56 Maar hij zeide tot hen: Houdt mij niet op, dewijl de HEERE mijn weg voorspoedig gemaakt heeft! laat mij trekken, dat ik tot mijn heer ga.
Rispose loro: «Non trattenetemi, mentre il Signore ha concesso buon esito al mio viaggio. Lasciatemi partire per andare dal mio padrone!».
57 Toen zeiden zij: Laat ons de jonge dochter roepen, en haar mond vragen.
Dissero allora: «Chiamiamo la giovinetta e domandiamo a lei stessa».
58 En zij riepen Rebekka, en zeiden tot haar: Zult gij met dezen man trekken? En zij antwoordde: Ik zal trekken.
Chiamarono dunque Rebecca e le dissero: «Vuoi partire con quest'uomo?». Essa rispose: «Andrò».
59 Toen lieten zij Rebekka, hun zuster, en haar voedster trekken, mitsgaders Abrahams knecht en zijn mannen.
Allora essi lasciarono partire Rebecca con la nutrice, insieme con il servo di Abramo e i suoi uomini.
60 En zij zegenden Rebekka, en zeiden tot haar: O, onze zuster! wordt gij tot duizenden millioenen, en uw zaad bezitte de poort zijner haters!
«Tu, sorella nostra, diventa migliaia di miriadi e la tua stirpe conquisti la porta dei suoi nemici!». Benedissero Rebecca e le dissero:
61 En Rebekka maakte zich op met haar jonge dochteren, en zij reden op kemelen, en volgden den man; en die knecht nam Rebekka, en toog heen.

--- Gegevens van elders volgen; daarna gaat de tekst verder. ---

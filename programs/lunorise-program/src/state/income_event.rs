use crate::{error::ErrorCode, state::Wallet};
use anchor_lang::prelude::*;

/// One scheduled payout ("drop") for a confirmed deposit. The PDA is
/// seeded by (deposit, drop_number), so an event exists at most once and
/// crediting it is idempotent by identity.
#[account]
#[derive(InitSpace)]
pub struct IncomeEvent {
    pub user: Pubkey,
    pub deposit: Pubkey,
    pub drop_number: u16, // 1-based position in the deposit's schedule
    pub amount_cents: u64,
    pub due_at: i64,
    pub processed: bool,
    pub processed_at: Option<i64>,
    pub bump: u8,
}

impl IncomeEvent {
    /// Credit this drop into the wallet exactly once. A second call fails
    /// `DropAlreadyProcessed` without touching the wallet.
    pub fn credit(&mut self, wallet: &mut Wallet, now: i64) -> Result<()> {
        require!(!self.processed, ErrorCode::DropAlreadyProcessed);
        require!(now >= self.due_at, ErrorCode::DropNotDue);

        wallet.credit_income(self.amount_cents)?;
        self.processed = true;
        self.processed_at = Some(now);

        Ok(())
    }

    /// Seconds until the drop is due, clamped at zero once due.
    pub fn seconds_until_due(&self, now: i64) -> i64 {
        (self.due_at - now).max(0)
    }
}
// Global seeds
pub const GLOBAL_STATE_SEED: &str = "global_state";
pub const TREASURY_SEED: &str = "treasury";

// Catalog seeds
pub const PLAN_SEED: &str = "plan";

// User related seeds
pub const WALLET_SEED: &str = "wallet";
pub const DEPOSIT_SEED: &str = "deposit";
pub const INCOME_EVENT_SEED: &str = "income_event";
pub const WITHDRAWAL_SEED: &str = "withdrawal";
pub const REFERRAL_SEED: &str = "referral";

// Maximum string lengths
pub const MAX_NAME_LENGTH: usize = 64;

// Withdrawal fee policy (basis points)
pub const USD_FEE_BPS: u64 = 800; // 8% for USD/USDT payouts
pub const NGN_FEE_BPS: u64 = 1500; // 15% for Naira payouts

// Withdrawal configuration
pub const MIN_WITHDRAWAL_CENTS: u64 = 200; // $2 minimum
pub const MAX_WITHDRAWAL_RETRIES: u8 = 3;
pub const RETRY_BACKOFF_BASE_SECONDS: i64 = 3600; // doubles per failed attempt

// Income drop cadence
pub const DROP_INTERVAL_SECONDS: i64 = 22 * 60 * 60; // one drop every 22 hours

// Settlement token configuration
pub const USD_TOKEN_DECIMALS: u8 = 6;
pub const USD_TOKEN_UNITS_PER_CENT: u64 = 10_000; // cents to 6-decimal token units

// Informational exchange rate default
pub const DEFAULT_USDT_RATE_NGN: u64 = 1600; // Naira per USD
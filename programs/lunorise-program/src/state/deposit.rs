use anchor_lang::prelude::*;

#[derive(AnchorSerialize, AnchorDeserialize, Clone, Copy, PartialEq, Eq, Debug)]
pub enum DepositStatus {
    Pending,
    Confirmed,
    Rejected,
}

impl anchor_lang::Space for DepositStatus {
    const INIT_SPACE: usize = 1; // 1 byte for enum discriminator
}

#[account]
#[derive(InitSpace)]
pub struct Deposit {
    pub user: Pubkey,
    pub plan: Pubkey,
    pub amount_cents: u64,
    pub client_ref: u64, // caller-chosen idempotency key, part of the PDA seeds
    pub status: DepositStatus,
    pub confirmed_at: i64, // anchor for the drop schedule, 0 until confirmed
    pub created_at: i64,
    pub bump: u8,
}
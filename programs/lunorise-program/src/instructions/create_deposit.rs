use crate::{constants::*, error::ErrorCode, fees, state::*};
use anchor_lang::prelude::*;
use anchor_spl::token::{transfer_checked, Mint, Token, TokenAccount, TransferChecked};

#[derive(Accounts)]
#[instruction(plan_id: u64, client_ref: u64)]
pub struct CreateDeposit<'info> {
    #[account(mut)]
    pub user: Signer<'info>,

    #[account(
        seeds = [GLOBAL_STATE_SEED.as_bytes()],
        bump = global_state.bump
    )]
    pub global_state: Account<'info, GlobalState>,

    #[account(
        seeds = [PLAN_SEED.as_bytes(), plan_id.to_le_bytes().as_ref()],
        bump = plan.bump
    )]
    pub plan: Account<'info, Plan>,

    #[account(
        init_if_needed,
        payer = user,
        space = 8 + Wallet::INIT_SPACE,
        seeds = [WALLET_SEED.as_bytes(), user.key().as_ref()],
        bump
    )]
    pub wallet: Account<'info, Wallet>,

    #[account(
        init,
        payer = user,
        space = 8 + Deposit::INIT_SPACE,
        seeds = [
            DEPOSIT_SEED.as_bytes(),
            user.key().as_ref(),
            client_ref.to_le_bytes().as_ref()
        ],
        bump
    )]
    pub deposit: Account<'info, Deposit>,

    #[account(
        address = global_state.usd_mint @ ErrorCode::InvalidMint
    )]
    pub usd_mint: Account<'info, Mint>,

    #[account(
        mut,
        associated_token::mint = usd_mint,
        associated_token::authority = user
    )]
    pub user_token_account: Account<'info, TokenAccount>,

    /// CHECK: Treasury PDA that collects deposits
    #[account(
        seeds = [TREASURY_SEED.as_bytes()],
        bump
    )]
    pub treasury: SystemAccount<'info>,

    #[account(
        mut,
        associated_token::mint = usd_mint,
        associated_token::authority = treasury
    )]
    pub treasury_token_account: Account<'info, TokenAccount>,

    pub token_program: Program<'info, Token>,
    pub system_program: Program<'info, System>,
}

impl<'info> CreateDeposit<'info> {
    pub fn create_deposit(
        &mut self,
        _plan_id: u64,
        client_ref: u64,
        amount_cents: u64,
        bumps: &CreateDepositBumps,
    ) -> Result<()> {
        require!(!self.global_state.is_paused, ErrorCode::ProtocolPaused);
        require!(!self.plan.is_locked, ErrorCode::PlanLocked);
        require!(
            amount_cents == self.plan.deposit_usd_cents,
            ErrorCode::InvalidAmount
        );

        let now = Clock::get()?.unix_timestamp;

        // Initialize the wallet on the user's first deposit
        if self.wallet.user == Pubkey::default() {
            self.wallet.user = self.user.key();
            self.wallet.available_cents = 0;
            self.wallet.pending_cents = 0;
            self.wallet.total_earned_cents = 0;
            self.wallet.created_at = now;
            self.wallet.bump = bumps.wallet;
        }

        // Move the deposit into the treasury
        let token_amount = fees::cents_to_token_amount(amount_cents)?;
        transfer_checked(
            CpiContext::new(
                self.token_program.to_account_info(),
                TransferChecked {
                    from: self.user_token_account.to_account_info(),
                    mint: self.usd_mint.to_account_info(),
                    to: self.treasury_token_account.to_account_info(),
                    authority: self.user.to_account_info(),
                },
            ),
            token_amount,
            self.usd_mint.decimals,
        )?;

        self.deposit.set_inner(Deposit {
            user: self.user.key(),
            plan: self.plan.key(),
            amount_cents,
            client_ref,
            status: DepositStatus::Pending,
            confirmed_at: 0,
            created_at: now,
            bump: bumps.deposit,
        });

        msg!(
            "User {} deposited ${:.2} into plan '{}' (ref {})",
            self.user.key(),
            amount_cents as f64 / 100.0,
            self.plan.name,
            client_ref
        );

        Ok(())
    }
}
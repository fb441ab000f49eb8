use crate::{constants::*, error::ErrorCode, fees, state::*};
use anchor_lang::prelude::*;
use anchor_spl::token::{transfer_checked, Mint, Token, TokenAccount, TransferChecked};

#[derive(Accounts)]
pub struct ConfirmDeposit<'info> {
    pub authority: Signer<'info>,

    #[account(
        seeds = [GLOBAL_STATE_SEED.as_bytes()],
        bump = global_state.bump,
        constraint = global_state.authority == authority.key() @ ErrorCode::UnauthorizedAuthority
    )]
    pub global_state: Account<'info, GlobalState>,

    #[account(
        mut,
        constraint = deposit.status == DepositStatus::Pending @ ErrorCode::DepositNotPending
    )]
    pub deposit: Account<'info, Deposit>,
}

#[derive(Accounts)]
pub struct RejectDeposit<'info> {
    pub authority: Signer<'info>,

    #[account(
        seeds = [GLOBAL_STATE_SEED.as_bytes()],
        bump = global_state.bump,
        constraint = global_state.authority == authority.key() @ ErrorCode::UnauthorizedAuthority
    )]
    pub global_state: Account<'info, GlobalState>,

    #[account(
        mut,
        constraint = deposit.status == DepositStatus::Pending @ ErrorCode::DepositNotPending
    )]
    pub deposit: Account<'info, Deposit>,

    /// CHECK: Deposit owner, receives the refund
    #[account(address = deposit.user @ ErrorCode::UnauthorizedUser)]
    pub depositor: UncheckedAccount<'info>,

    #[account(
        address = global_state.usd_mint @ ErrorCode::InvalidMint
    )]
    pub usd_mint: Account<'info, Mint>,

    #[account(
        mut,
        associated_token::mint = usd_mint,
        associated_token::authority = depositor
    )]
    pub depositor_token_account: Account<'info, TokenAccount>,

    /// CHECK: Treasury PDA holding deposited funds
    #[account(
        seeds = [TREASURY_SEED.as_bytes()],
        bump
    )]
    pub treasury: SystemAccount<'info>,

    #[account(
        mut,
        associated_token::mint = usd_mint,
        associated_token::authority = treasury
    )]
    pub treasury_token_account: Account<'info, TokenAccount>,

    pub token_program: Program<'info, Token>,
}

impl<'info> ConfirmDeposit<'info> {
    /// Confirm a pending deposit. The confirmation timestamp anchors the
    /// deposit's income drop schedule.
    pub fn confirm_deposit(&mut self) -> Result<()> {
        let now = Clock::get()?.unix_timestamp;

        self.deposit.status = DepositStatus::Confirmed;
        self.deposit.confirmed_at = now;

        msg!(
            "Deposit {} confirmed for user {} (${:.2})",
            self.deposit.key(),
            self.deposit.user,
            self.deposit.amount_cents as f64 / 100.0
        );

        Ok(())
    }
}

impl<'info> RejectDeposit<'info> {
    /// Reject a pending deposit and refund it from the treasury.
    pub fn reject_deposit(&mut self, bumps: &RejectDepositBumps) -> Result<()> {
        let token_amount = fees::cents_to_token_amount(self.deposit.amount_cents)?;

        let signer_seeds: &[&[&[u8]]] = &[&[TREASURY_SEED.as_bytes(), &[bumps.treasury]]];
        transfer_checked(
            CpiContext::new_with_signer(
                self.token_program.to_account_info(),
                TransferChecked {
                    from: self.treasury_token_account.to_account_info(),
                    mint: self.usd_mint.to_account_info(),
                    to: self.depositor_token_account.to_account_info(),
                    authority: self.treasury.to_account_info(),
                },
                signer_seeds,
            ),
            token_amount,
            self.usd_mint.decimals,
        )?;

        self.deposit.status = DepositStatus::Rejected;

        msg!(
            "Deposit {} rejected, ${:.2} refunded to {}",
            self.deposit.key(),
            self.deposit.amount_cents as f64 / 100.0,
            self.deposit.user
        );

        Ok(())
    }
}
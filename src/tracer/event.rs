//! Typed entries read out of the instrumentation tables.
//!
//! Every value here is a point-in-time copy. The instrumentation keeps
//! mutating the underlying tables while a pass runs, so two reads of the
//! same key may disagree; nothing downstream assumes otherwise.

/// Stack id recorded when the instrumentation failed to capture a stack.
pub const STACK_CAPTURE_FAILED: i64 = -1;

/// A single live allocation keyed by its address.
#[derive(Debug, Clone, Copy, PartialEq, Eq)]
pub struct AllocationRecord {
    pub address: u64,
    pub size: u64,
    /// Monotonic timestamp taken when the allocation returned.
    pub timestamp_ns: u64,
    /// Negative when stack capture failed.
    pub stack_id: i64,
}

impl AllocationRecord {
    /// Returns true if the record carries a usable stack id.
    pub fn has_stack(&self) -> bool {
        self.stack_id >= 0
    }

    /// Returns true if the record is at least `min_age_ns` old at `now_ns`.
    ///
    /// The boundary (`timestamp_ns == now_ns - min_age_ns`) counts as old
    /// enough. A clock that has not yet run for `min_age_ns` admits nothing.
    pub fn is_older_than(&self, min_age_ns: u64, now_ns: u64) -> bool {
        match now_ns.checked_sub(min_age_ns) {
            Some(cutoff) => self.timestamp_ns <= cutoff,
            None => false,
        }
    }
}

/// Long-lived alloc/free totals for one call stack.
#[derive(Debug, Clone, Copy, Default, PartialEq, Eq)]
pub struct CombinedStackCounter {
    pub stack_id: i64,
    pub alloc_size: u64,
    pub free_size: u64,
    pub number_of_allocs: u64,
    pub number_of_frees: u64,
}

impl CombinedStackCounter {
    /// Bytes allocated minus bytes freed. Negative when a torn read or an
    /// untracked allocation made frees outrun allocs.
    pub fn net_size(&self) -> i64 {
        self.alloc_size.wrapping_sub(self.free_size) as i64
    }

    /// Allocations minus frees.
    pub fn net_count(&self) -> i64 {
        self.number_of_allocs.wrapping_sub(self.number_of_frees) as i64
    }

    /// Allocs plus frees observed on this stack.
    pub fn events(&self) -> u64 {
        self.number_of_allocs.saturating_add(self.number_of_frees)
    }

    /// True if the stack currently holds more than it released.
    pub fn is_leaking(&self) -> bool {
        self.alloc_size > self.free_size
    }
}

/// Alloc/free totals for one kernel slab cache.
#[derive(Debug, Clone, PartialEq, Eq)]
pub struct KernelCacheCounter {
    pub name: String,
    pub alloc_count: u64,
    pub free_count: u64,
    pub alloc_size: u64,
    pub free_size: u64,
}

impl KernelCacheCounter {
    pub fn net_size(&self) -> i64 {
        self.alloc_size.wrapping_sub(self.free_size) as i64
    }

    pub fn net_count(&self) -> i64 {
        self.alloc_count.wrapping_sub(self.free_count) as i64
    }

    pub fn is_leaking(&self) -> bool {
        self.alloc_size > self.free_size
    }
}

/// Calls and cumulative time for one syscall within the current window.
#[derive(Debug, Clone, Copy, Default, PartialEq, Eq)]
pub struct SyscallCounter {
    pub syscall_id: u32,
    pub count: u64,
    pub total_ns: u64,
}

/// A resolved symbol for a single code address.
#[derive(Debug, Clone, PartialEq, Eq)]
pub struct Symbol {
    pub function: String,
    /// Object file or kernel module containing the address.
    pub module: Option<String>,
    /// Offset of the address from the start of `function`.
    pub offset: Option<u64>,
}

impl Symbol {
    pub fn new(function: impl Into<String>) -> Self {
        Self {
            function: function.into(),
            module: None,
            offset: None,
        }
    }

    pub fn with_module(mut self, module: impl Into<String>) -> Self {
        self.module = Some(module.into());
        self
    }

    pub fn with_offset(mut self, offset: u64) -> Self {
        self.offset = Some(offset);
        self
    }
}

Così Rebecca e le sue ancelle si alzarono, montarono sui cammelli e seguirono quell'uomo. Il servo prese con sé Rebecca e partì.
62 Izak nu kwam, van daar men komt tot den put Lachai-Roi; en hij woonde in het zuiderland.
Intanto Isacco rientrava dal pozzo di Lacai-Roi; abitava infatti nel territorio del Negheb.
63 En Izak was uitgegaan om te bidden in het veld, tegen het naken van den avond; en hij hief zijn ogen op en zag toe, en ziet, de kemelen kwamen!
Isacco uscì sul fare della sera per svagarsi in campagna e, alzando gli occhi, vide venire i cammelli.
64 Rebekka hief ook haar ogen op, en zij zag Izak; en zij viel van den kemel af.
Alzò gli occhi anche Rebecca, vide Isacco e scese subito dal cammello.
65 En zij zeide tot den knecht: Wie is die man, die ons in het veld tegemoet wandelt? En de knecht zeide: Dat is mijn heer! Toen nam zij den sluier, en bedekte zich.
E disse al servo: «Chi è quell'uomo che viene attraverso la campagna incontro a noi?». Il servo rispose: «E' il mio padrone». Allora essa prese il velo e si coprì.
66 En de knecht vertelde aan Izak al de zaken, die hij gedaan had.
Il servo raccontò ad Isacco tutte le cose che aveva fatte.
67 En Izak bracht haar in de tent van zijn moeder Sara; en hij nam Rebekka, en zij werd hem ter vrouw, en hij had haar lief. Alzo werd Izak getroost na zijner moeders dood.
Isacco introdusse Rebecca nella tenda che era stata di sua madre Sara; si prese in moglie Rebecca e l'amò. Isacco trovò conforto dopo la morte della madre.